When I arrived, it was one of the nicest springs I had ever seen in Portland.I could see Mt. Hood clearly. The picture below was taken from the OHSU campus. Quite a view they have.

Often it is rainy or cold, but this felt like summer. I had a nice introduction with Diana. She was super sweet and pleasant and is a good addition to Dr. Druker's team. During my meeting with Dr. Druker, he talked about my excellent results and even after a slight scare last year with numbers going back up, everything is back to where it should be. He talked about some of the research he is conducting taking people off Tasigna who have been undetectable for 2 years. He was waiting on results, but felt optimistic that this might be a course of treatment in the future. Of course, it would mean having to switch medication, but with the possibility of coming off forever. This is likely a conversation for the future.

I had a nice appointment and then started my Portland adventure. I walked all along the waterfront area which was mobbed with people and the city's Rose Festival being set up. I also borrowed a bike from my hotel and took a ride along the waterfront. The following day, I had booked a biking tour of the Columbia River Gorge and waterfalls (see pictures below). It is truly spectacular as you can see from some of the photos below. Portland is an incredible city and I would recommend a visit to people who have not been there. Aside from the amazing offerings within the confines of the city itself, the outskirts (Mt. Hood, Columbia River Gorge, and Pacific Coast areas) are all so beautiful. I had a nice mini-vacation and things continue to proceed nicely with my health care.

Monday, March 03, 2014

8 Years

It is hard to believe, but it was 8 years ago today that I was diagnosed with CML. Fortunately, as you can tell by my lack of blog entries, there is not too much to report. Last year, I had a bit of a scare as my PCR numbers went up for the first time in many years. As I readjusted my CML medication and cholesterol meds, everything returned to normal. The interaction between the two was apparently helping me. Since then, things have been stable and normal.
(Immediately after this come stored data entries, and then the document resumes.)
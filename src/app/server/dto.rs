//! Http specific DTOs.

use crate::core::model::Pagination;
use serde::{Deserialize, Serialize};
use utoipa::{IntoParams, ToSchema};

#[derive(Debug, Default, Deserialize, ToSchema, IntoParams)]
#[serde(rename_all = "snake_case")]
pub(super) struct ListEmbeddingsPayload {
    /// Page number, starting from 1.
    pub page: Option<u32>,

    /// Page size, clamped to [1, 100].
    pub limit: Option<u32>,

    /// Substring filter on the URI.
    pub uri: Option<String>,

    /// Exact model name filter.
    pub model_name: Option<String>,
}

impl ListEmbeddingsPayload {
    pub fn pagination(&self) -> Pagination {
        Pagination {
            page: self.page,
            limit: self.limit,
        }
    }
}

#[derive(Debug, Default, Deserialize, ToSchema, IntoParams)]
#[serde(rename_all = "snake_case")]
pub(super) struct GetEmbeddingParams {
    /// Model the row was embedded with. The default provider's
    /// resolved model when absent.
    pub model_name: Option<String>,
}

#[derive(Debug, Deserialize, ToSchema, IntoParams)]
pub(super) struct TaskTypesParams {
    /// Model name to look up task types for.
    pub model: String,
}

#[derive(Debug, Serialize, ToSchema)]
pub(super) struct MessageResponse {
    pub message: String,
}

impl MessageResponse {
    pub fn new(message: impl Into<String>) -> Self {
        Self {
            message: message.into(),
        }
    }
}

#[derive(Debug, Serialize, ToSchema)]
pub(super) struct CancelledResponse {
    /// Number of jobs flipped to `cancelled`.
    pub cancelled: u64,
}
I am thankful that CML is not something I think about every day. I am thankful that Gleevec exists and works wonderfully. I am also thankful to the wonderful doctors whose life mission is to cure and treat this disease. Finally, I am thankful for my family and friends for all the support I have received as I have dealt with this diagnosis.

Wednesday, October 30, 2013

Undetectable Again!

I have not posted for some, essentially waiting for test results. As you may recall, my numbers had unfortunately gone in the wrong direction last spring. Soon thereafter, I started on a higher dose of Gleevec and also went back on simvastatin. Over the summer, I had another PCR test revealing scores of about the same from what I had in the spring. The only good news was that the numbers were not going up, but rather staying the same.

Just a couple of weeks ago, I went for another follow up visit in Boston and to have another PCR done. This was now about 6 months after starting the increased dose and simvastatin. I talked with Dr. Stone about the plans depending on how the results turned out. He felt that if I was no longer responding to Gleevec, my PCR numbers would have gone up, not stayed the same. He also felt that the simvastatin was likely increasing the effectiveness of the Gleevec and coming off may have been the culprit.

Yesterday, I received my results. As you can tell from the title of this post, I was back in the undetectable range. Needless to say, this was a huge relief. The plan is to continue what I am doing with the dosages and have another test in a few months.

I am hopeful that CML will return to the back burner of my mind again.